CRYSTALLOGRAPHIC STUDIES ON HEN SERUM TRANSFERRIN

 

Piyali Guha Thakurta, Debi Choudhury, Rakhi Dasgupta and J. K. Dattagupta

 

Crystallography and Molecular Biology Division,Saha Institute of Nuclear Physics, 1/AF Bidhanagar. Kolkata-700064, India (piyali@cmb2.saha.ernet.in)

 

 

Serum transferrin is the major iron-transport protein in vertebrates having molecular mass ~80 kDa.

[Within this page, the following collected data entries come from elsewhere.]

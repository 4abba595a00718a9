//! Flat key/value record store.
//!
//! Subscriber records are stored one per key. The trait keeps the
//! orchestrator independent of the backend; [`SqliteRecordStore`] is the
//! durable implementation.

use std::future::Future;
use std::pin::Pin;
use std::sync::Arc;

use chrono::Utc;

use crate::Result;

use super::db::Database;

/// Boxed future returned by [`RecordStore`] methods.
pub type StoreFuture<'a, T> = Pin<Box<dyn Future<Output = Result<T>> + Send + 'a>>;

/// Durable key/value storage.
pub trait RecordStore: Send + Sync {
    /// Every `(key, value)` pair, in key order.
    ///
    /// # Errors
    ///
    /// Returns `AppError::Db` if the store cannot be read.
    fn list_all(&self) -> StoreFuture<'_, Vec<(String, String)>>;

    /// Value stored under `key`, if any.
    ///
    /// # Errors
    ///
    /// Returns `AppError::Db` if the store cannot be read.
    fn get<'a>(&'a self, key: &'a str) -> StoreFuture<'a, Option<String>>;

    /// Insert or overwrite `key`.
    ///
    /// # Errors
    ///
    /// Returns `AppError::Db` if the write fails.
    fn set<'a>(&'a self, key: &'a str, value: &'a str) -> StoreFuture<'a, ()>;

    /// Remove `key`; removing an absent key succeeds.
    ///
    /// # Errors
    ///
    /// Returns `AppError::Db` if the write fails.
    fn delete<'a>(&'a self, key: &'a str) -> StoreFuture<'a, ()>;
}

/// Repository wrapper around `SQLite` for key/value records.
#[derive(Clone)]
pub struct SqliteRecordStore {
    db: Arc<Database>,
}

impl SqliteRecordStore {
    /// Create a new store instance.
    #[must_use]
    pub fn new(db: Arc<Database>) -> Self {
        Self { db }
    }
}

impl RecordStore for SqliteRecordStore {
    fn list_all(&self) -> StoreFuture<'_, Vec<(String, String)>> {
        Box::pin(async move {
            let rows: Vec<(String, String)> =
                sqlx::query_as("SELECT key, value FROM kv_record ORDER BY key")
                    .fetch_all(self.db.as_ref())
                    .await?;
            Ok(rows)
        })
    }

    fn get<'a>(&'a self, key: &'a str) -> StoreFuture<'a, Option<String>> {
        Box::pin(async move {
            let row: Option<(String,)> = sqlx::query_as("SELECT value FROM kv_record WHERE key = ?1")
                .bind(key)
                .fetch_optional(self.db.as_ref())
                .await?;
            Ok(row.map(|(value,)| value))
        })
    }

    fn set<'a>(&'a self, key: &'a str, value: &'a str) -> StoreFuture<'a, ()> {
        Box::pin(async move {
            let updated_at = Utc::now().to_rfc3339();
            sqlx::query(
                "INSERT INTO kv_record (key, value, updated_at) VALUES (?1, ?2, ?3) \
                 ON CONFLICT(key) DO UPDATE SET value = excluded.value, \
                 updated_at = excluded.updated_at",
            )
            .bind(key)
            .bind(value)
            .bind(&updated_at)
            .execute(self.db.as_ref())
            .await?;
            Ok(())
        })
    }

    fn delete<'a>(&'a self, key: &'a str) -> StoreFuture<'a, ()> {
        Box::pin(async move {
            sqlx::query("DELETE FROM kv_record WHERE key = ?1")
                .bind(key)
                .execute(self.db.as_ref())
                .await?;
            Ok(())
        })
    }
}

/// Key prefix for subscriber records.
pub const SUBSCRIBER_PREFIX: &str = "subscriber_";

/// Key of the schema version marker.
pub const SCHEMA_VERSION_KEY: &str = "schema_version";

/// Key under which subscriber `id` is stored.
#[must_use]
pub fn subscriber_key(id: &str) -> String {
    format!("{SUBSCRIBER_PREFIX}{id}")
}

Its function depends on its ability to bind iron with very high affinity, yet to release this bound iron at the low intracellular pH. The three dimensional structure of diferric hen serum transferrin (hST) has been determined by X-ray crystallography at 2.8 resolution. The overall fold of the polypeptide chain of hST is similar to those of hen ovo transferrin (hOT), rabit serum transferrin (rST) and human lactoferrin (hLF), being delineated into two homologous lobes, each containing two dissimilar domains with one Fe3+ and one CO32-  ion bound at a specific site in each interdomain cleft. However, the relative orientations of the two lobes, which may be related to the class specificity of transferrins to recepters, is different in hST from that of hOT, rST and hLF. A number of additional hydrogen bonds between the two domains in the N- and C- lobes have been identified in this structure that might indicate a more compact structure of hST than that of hOT and hence may be correlated with its iron transport function. A pair of hydrogen bonded lysine residues, Lys209 and Lys301, close to the N-lobe iron binding site in the serum and ovo transferrins is termed as a dilysine trigger. The NZ atoms of two lysine residues in hST are 2.45 apart which is comparable to other serum transferrins but is different from that of hOT.  One carbohydrate binding site has been identified in the N- lobe at Asn52 of hST which is different from the carbohydrate binding site Asn473 of hOT present in the C- lobe. A fucose molecule has been modelled at this site.  We also have a 3.45 diffraction data set of apo- form of hST, the Cα chain trace of which has already been completed. The apo- and the holo- forms of chicken serum transferrins have been compared with each other as also with other proteins of the same family.